═══ DATA FOR ANALYSIS

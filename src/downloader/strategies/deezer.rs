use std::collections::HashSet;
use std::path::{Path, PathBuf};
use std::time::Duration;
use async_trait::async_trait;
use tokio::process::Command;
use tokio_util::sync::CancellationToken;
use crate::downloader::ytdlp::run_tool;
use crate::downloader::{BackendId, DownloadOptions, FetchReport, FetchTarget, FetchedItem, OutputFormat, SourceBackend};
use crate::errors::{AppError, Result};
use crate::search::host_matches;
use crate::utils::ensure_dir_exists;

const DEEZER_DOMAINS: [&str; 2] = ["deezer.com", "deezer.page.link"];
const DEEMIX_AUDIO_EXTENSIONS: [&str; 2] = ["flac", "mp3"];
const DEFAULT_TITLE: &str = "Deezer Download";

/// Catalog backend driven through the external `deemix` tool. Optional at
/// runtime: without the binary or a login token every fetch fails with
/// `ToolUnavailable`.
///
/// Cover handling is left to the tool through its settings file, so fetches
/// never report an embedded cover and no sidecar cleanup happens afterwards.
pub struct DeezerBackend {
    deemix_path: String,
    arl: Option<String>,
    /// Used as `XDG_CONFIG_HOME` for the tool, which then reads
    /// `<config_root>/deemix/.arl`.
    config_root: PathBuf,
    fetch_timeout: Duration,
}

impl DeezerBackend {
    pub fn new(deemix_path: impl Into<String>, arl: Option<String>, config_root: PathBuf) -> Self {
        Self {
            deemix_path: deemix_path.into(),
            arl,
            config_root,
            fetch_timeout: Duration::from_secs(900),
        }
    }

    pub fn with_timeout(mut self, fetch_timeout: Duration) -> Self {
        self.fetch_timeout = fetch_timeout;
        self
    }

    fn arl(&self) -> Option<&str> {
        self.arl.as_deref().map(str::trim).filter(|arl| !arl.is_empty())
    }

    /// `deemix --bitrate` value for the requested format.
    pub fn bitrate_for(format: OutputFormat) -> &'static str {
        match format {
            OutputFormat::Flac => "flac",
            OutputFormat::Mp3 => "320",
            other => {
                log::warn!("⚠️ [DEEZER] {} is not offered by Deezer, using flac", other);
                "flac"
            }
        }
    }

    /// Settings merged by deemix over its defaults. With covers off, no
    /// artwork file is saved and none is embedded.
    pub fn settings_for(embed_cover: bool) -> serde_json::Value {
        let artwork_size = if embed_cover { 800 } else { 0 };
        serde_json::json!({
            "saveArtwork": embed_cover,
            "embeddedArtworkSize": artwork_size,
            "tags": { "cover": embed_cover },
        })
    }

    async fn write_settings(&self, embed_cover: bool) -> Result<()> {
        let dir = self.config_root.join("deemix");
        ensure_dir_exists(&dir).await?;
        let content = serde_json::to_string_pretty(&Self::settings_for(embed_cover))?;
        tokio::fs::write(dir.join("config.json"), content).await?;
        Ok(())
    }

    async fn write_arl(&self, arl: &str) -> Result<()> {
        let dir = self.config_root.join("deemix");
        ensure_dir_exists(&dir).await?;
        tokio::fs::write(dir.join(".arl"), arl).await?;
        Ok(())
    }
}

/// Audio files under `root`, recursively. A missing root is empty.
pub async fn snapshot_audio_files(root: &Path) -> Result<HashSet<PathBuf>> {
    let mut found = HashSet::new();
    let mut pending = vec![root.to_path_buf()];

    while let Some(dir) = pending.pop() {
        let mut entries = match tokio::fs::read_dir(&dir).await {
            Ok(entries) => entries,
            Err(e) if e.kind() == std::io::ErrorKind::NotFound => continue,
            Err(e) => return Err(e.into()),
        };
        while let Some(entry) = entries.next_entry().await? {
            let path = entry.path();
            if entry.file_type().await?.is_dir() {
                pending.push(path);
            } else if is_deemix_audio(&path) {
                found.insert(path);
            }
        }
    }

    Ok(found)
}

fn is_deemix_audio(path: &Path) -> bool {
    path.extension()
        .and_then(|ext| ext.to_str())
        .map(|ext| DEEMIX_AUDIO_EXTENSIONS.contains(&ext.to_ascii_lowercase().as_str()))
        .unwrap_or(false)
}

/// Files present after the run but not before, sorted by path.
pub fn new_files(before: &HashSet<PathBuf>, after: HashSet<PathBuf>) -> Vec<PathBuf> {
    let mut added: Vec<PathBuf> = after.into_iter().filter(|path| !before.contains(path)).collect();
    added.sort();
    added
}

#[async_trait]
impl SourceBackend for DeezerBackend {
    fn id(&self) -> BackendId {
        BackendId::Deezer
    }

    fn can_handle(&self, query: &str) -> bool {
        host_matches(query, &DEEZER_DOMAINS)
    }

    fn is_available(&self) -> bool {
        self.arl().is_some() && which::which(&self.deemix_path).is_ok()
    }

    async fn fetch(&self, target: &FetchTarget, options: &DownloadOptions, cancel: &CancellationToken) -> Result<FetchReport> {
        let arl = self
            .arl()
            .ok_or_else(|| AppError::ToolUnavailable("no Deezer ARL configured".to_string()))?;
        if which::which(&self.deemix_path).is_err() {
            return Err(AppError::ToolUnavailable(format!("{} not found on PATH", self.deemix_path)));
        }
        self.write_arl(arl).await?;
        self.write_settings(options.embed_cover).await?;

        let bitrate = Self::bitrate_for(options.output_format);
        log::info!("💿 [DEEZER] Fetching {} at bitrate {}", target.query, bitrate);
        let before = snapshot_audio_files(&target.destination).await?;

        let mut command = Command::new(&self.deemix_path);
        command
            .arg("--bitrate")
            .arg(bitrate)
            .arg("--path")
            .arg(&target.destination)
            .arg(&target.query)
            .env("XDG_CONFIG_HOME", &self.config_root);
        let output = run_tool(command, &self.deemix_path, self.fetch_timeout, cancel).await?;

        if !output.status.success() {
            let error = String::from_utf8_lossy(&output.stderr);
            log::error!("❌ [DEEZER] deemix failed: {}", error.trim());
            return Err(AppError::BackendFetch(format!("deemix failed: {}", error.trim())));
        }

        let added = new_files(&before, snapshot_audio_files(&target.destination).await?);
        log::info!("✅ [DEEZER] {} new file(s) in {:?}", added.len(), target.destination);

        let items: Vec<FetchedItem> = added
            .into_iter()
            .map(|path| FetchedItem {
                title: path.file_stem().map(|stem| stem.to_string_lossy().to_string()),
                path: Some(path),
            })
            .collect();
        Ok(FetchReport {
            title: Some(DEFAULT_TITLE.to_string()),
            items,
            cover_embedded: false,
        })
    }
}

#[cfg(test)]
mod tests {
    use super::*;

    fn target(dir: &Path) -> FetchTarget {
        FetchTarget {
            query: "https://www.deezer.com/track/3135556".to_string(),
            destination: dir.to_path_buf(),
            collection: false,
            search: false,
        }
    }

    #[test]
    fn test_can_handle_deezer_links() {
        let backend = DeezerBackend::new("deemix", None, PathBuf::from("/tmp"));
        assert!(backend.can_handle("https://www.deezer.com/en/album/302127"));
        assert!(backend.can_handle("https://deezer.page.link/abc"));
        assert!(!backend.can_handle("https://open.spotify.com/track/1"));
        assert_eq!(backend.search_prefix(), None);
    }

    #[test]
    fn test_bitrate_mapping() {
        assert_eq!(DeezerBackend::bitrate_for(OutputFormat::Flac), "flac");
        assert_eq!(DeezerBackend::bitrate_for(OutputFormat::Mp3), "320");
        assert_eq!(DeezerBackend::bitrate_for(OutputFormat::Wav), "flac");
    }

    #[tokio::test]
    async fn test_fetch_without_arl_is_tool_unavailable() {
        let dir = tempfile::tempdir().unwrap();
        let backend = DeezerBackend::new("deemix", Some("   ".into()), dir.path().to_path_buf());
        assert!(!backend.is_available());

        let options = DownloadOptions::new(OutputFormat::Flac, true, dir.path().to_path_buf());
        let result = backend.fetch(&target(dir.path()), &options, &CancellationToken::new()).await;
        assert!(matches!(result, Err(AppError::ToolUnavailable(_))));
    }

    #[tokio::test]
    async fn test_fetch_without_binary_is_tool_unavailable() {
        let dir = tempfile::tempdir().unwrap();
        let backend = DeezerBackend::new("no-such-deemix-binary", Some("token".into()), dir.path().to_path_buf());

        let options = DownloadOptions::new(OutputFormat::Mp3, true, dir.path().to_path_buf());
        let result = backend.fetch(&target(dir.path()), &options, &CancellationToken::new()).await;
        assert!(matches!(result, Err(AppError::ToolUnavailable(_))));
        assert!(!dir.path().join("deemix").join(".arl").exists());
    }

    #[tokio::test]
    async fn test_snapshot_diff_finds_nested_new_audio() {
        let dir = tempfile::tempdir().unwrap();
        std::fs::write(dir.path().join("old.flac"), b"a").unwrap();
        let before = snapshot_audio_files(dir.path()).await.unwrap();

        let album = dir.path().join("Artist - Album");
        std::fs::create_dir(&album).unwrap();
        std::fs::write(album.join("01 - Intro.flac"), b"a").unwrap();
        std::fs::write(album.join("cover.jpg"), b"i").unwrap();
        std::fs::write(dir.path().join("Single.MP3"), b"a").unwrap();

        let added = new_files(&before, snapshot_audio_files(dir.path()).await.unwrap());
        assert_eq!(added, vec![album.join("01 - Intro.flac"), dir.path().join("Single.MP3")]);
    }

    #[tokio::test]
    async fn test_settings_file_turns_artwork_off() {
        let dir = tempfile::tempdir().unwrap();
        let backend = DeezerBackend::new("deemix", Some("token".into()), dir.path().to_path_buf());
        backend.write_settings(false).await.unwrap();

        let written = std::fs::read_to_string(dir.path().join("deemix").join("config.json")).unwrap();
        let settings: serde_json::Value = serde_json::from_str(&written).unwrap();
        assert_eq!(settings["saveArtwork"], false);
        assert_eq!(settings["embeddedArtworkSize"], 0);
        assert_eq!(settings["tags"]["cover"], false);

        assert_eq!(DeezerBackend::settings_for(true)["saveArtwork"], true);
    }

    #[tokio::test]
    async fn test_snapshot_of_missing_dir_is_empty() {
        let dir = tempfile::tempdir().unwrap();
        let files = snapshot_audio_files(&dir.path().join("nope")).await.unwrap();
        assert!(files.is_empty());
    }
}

══════
═══ DATA FOR ANALYSIS

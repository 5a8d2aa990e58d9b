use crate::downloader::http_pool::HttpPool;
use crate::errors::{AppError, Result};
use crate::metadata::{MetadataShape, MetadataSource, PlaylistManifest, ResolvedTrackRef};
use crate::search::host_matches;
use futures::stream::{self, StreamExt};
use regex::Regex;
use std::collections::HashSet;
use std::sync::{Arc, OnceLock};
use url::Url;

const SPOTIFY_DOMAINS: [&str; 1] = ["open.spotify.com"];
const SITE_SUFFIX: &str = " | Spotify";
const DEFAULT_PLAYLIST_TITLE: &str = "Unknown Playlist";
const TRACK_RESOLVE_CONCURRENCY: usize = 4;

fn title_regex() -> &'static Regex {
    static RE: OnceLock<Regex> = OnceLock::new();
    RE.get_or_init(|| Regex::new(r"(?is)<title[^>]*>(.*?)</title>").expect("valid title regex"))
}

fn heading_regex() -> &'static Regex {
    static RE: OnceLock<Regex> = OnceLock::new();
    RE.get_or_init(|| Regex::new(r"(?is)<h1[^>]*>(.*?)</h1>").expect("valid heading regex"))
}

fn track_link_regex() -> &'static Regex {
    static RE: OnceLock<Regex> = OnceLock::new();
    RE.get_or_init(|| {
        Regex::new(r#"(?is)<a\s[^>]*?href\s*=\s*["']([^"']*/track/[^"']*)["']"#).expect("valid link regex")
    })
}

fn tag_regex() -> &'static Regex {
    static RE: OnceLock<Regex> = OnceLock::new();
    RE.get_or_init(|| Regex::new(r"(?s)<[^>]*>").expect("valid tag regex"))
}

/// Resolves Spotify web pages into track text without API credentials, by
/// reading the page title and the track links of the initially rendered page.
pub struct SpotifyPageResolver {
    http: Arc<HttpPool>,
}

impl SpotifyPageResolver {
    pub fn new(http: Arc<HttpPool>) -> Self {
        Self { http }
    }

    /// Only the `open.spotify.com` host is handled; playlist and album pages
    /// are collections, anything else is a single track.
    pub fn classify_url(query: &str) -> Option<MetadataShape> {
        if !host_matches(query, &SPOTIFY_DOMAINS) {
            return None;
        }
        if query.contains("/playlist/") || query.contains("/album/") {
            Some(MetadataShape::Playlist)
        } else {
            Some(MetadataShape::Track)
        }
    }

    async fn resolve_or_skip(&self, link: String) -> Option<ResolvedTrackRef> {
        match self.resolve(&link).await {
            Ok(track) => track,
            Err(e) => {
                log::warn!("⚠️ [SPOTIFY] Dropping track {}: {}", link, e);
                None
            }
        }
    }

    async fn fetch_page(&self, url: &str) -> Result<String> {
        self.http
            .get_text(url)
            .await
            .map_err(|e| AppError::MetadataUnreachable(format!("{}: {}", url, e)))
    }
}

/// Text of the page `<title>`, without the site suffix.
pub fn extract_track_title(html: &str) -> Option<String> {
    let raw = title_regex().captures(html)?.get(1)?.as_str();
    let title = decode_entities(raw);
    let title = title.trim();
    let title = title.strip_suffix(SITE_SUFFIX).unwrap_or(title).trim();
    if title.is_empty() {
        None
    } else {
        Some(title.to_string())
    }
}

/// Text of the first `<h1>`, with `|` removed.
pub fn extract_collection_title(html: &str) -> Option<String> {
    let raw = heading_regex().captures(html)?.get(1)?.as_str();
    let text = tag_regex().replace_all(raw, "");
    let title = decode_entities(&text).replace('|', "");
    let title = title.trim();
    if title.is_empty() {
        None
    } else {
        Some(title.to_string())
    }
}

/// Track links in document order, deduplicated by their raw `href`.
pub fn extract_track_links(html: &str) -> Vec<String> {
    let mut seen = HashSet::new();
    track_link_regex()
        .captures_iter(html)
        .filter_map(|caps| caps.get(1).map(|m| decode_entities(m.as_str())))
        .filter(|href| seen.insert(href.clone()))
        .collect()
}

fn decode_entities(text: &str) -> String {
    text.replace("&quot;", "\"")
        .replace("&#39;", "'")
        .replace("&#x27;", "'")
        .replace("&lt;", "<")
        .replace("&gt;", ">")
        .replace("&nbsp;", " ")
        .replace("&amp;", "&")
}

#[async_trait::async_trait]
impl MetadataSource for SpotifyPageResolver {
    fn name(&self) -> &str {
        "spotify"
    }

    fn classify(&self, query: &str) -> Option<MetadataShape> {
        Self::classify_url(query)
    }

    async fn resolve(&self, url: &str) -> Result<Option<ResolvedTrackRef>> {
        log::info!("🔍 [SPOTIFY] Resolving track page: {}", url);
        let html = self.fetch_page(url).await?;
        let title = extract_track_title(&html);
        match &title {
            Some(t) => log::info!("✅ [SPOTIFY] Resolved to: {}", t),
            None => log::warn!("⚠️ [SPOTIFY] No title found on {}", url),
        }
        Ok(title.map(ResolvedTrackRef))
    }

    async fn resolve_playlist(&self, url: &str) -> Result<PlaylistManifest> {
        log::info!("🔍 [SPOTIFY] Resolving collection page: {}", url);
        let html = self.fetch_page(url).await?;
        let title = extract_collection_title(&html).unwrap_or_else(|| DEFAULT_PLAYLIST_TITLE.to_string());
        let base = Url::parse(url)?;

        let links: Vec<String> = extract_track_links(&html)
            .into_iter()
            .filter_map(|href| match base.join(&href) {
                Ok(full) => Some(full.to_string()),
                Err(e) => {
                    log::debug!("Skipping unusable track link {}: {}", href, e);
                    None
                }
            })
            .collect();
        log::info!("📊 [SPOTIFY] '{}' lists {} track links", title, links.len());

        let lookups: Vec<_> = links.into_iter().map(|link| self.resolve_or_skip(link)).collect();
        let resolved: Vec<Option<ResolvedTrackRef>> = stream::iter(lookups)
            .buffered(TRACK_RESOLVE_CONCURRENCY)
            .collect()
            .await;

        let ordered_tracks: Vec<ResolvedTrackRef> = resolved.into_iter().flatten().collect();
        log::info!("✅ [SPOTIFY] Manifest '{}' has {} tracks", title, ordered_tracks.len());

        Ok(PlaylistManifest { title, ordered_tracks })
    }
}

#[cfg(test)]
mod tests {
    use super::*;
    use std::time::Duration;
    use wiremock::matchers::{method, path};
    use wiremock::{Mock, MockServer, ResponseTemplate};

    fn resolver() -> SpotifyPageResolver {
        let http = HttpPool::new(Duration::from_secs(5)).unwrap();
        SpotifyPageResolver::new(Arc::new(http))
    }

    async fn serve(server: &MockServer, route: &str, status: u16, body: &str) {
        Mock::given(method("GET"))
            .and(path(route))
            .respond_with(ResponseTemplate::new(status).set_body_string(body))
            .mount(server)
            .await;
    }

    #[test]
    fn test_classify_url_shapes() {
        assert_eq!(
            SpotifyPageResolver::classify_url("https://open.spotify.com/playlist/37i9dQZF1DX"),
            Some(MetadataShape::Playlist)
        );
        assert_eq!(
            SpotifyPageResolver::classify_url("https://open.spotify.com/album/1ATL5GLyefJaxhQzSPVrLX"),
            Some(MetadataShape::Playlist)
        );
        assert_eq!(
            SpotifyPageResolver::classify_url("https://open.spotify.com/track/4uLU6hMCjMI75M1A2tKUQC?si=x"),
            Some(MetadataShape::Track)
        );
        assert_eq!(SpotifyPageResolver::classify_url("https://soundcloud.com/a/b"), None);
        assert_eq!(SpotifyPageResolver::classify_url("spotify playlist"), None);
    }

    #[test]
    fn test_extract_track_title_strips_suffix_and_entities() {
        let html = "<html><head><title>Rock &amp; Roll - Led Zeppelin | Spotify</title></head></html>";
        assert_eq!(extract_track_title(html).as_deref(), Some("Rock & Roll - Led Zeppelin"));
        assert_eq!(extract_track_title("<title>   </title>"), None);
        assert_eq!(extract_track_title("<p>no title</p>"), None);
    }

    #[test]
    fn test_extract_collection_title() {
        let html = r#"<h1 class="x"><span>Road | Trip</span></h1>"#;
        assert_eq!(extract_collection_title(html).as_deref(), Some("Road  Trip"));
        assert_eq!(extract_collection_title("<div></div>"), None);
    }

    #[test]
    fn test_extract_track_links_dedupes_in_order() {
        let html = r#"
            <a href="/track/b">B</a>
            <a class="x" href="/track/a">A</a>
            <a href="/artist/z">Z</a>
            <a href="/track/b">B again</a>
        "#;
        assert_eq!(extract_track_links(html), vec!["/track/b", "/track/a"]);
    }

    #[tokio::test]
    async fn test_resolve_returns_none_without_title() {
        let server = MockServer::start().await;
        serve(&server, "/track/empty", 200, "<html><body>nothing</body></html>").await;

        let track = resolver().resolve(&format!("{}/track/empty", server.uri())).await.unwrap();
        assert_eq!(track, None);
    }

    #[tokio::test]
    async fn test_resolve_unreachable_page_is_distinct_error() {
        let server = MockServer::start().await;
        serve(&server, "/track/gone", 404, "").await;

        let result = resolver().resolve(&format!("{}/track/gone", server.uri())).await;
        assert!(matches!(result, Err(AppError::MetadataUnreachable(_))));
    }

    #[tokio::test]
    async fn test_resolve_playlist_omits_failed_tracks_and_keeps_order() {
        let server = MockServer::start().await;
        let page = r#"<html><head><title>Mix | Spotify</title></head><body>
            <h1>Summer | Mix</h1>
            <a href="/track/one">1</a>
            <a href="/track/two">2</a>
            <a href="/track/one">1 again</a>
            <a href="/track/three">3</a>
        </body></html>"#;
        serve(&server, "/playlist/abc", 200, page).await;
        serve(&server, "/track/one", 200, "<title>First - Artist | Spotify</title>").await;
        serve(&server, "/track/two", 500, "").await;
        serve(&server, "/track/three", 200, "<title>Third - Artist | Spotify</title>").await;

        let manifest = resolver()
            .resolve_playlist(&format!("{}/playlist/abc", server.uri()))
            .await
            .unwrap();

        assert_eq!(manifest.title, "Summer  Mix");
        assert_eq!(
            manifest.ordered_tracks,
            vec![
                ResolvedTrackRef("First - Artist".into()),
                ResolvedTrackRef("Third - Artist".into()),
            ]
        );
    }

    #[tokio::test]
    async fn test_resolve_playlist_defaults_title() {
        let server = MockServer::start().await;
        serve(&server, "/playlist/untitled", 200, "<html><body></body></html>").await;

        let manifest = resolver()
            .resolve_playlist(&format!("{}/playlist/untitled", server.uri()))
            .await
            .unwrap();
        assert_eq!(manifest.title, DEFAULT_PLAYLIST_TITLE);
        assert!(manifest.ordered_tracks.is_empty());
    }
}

══════

REQUIRED WORK: Exactly the lines above from the one with "filename src/downloader/strategies/deezer.rs" to the one with "use crate::downloader::ytdlp::run_tool;", both included, are to be quoted; leave the rest out.

TASK OUTPUT:
filename src/downloader/strategies/deezer.rs
use std::collections::HashSet;
use std::path::{Path, PathBuf};
use std::time::Duration;
use async_trait::async_trait;
use tokio::process::Command;
use tokio_util::sync::CancellationToken;
use crate::downloader::ytdlp::run_tool;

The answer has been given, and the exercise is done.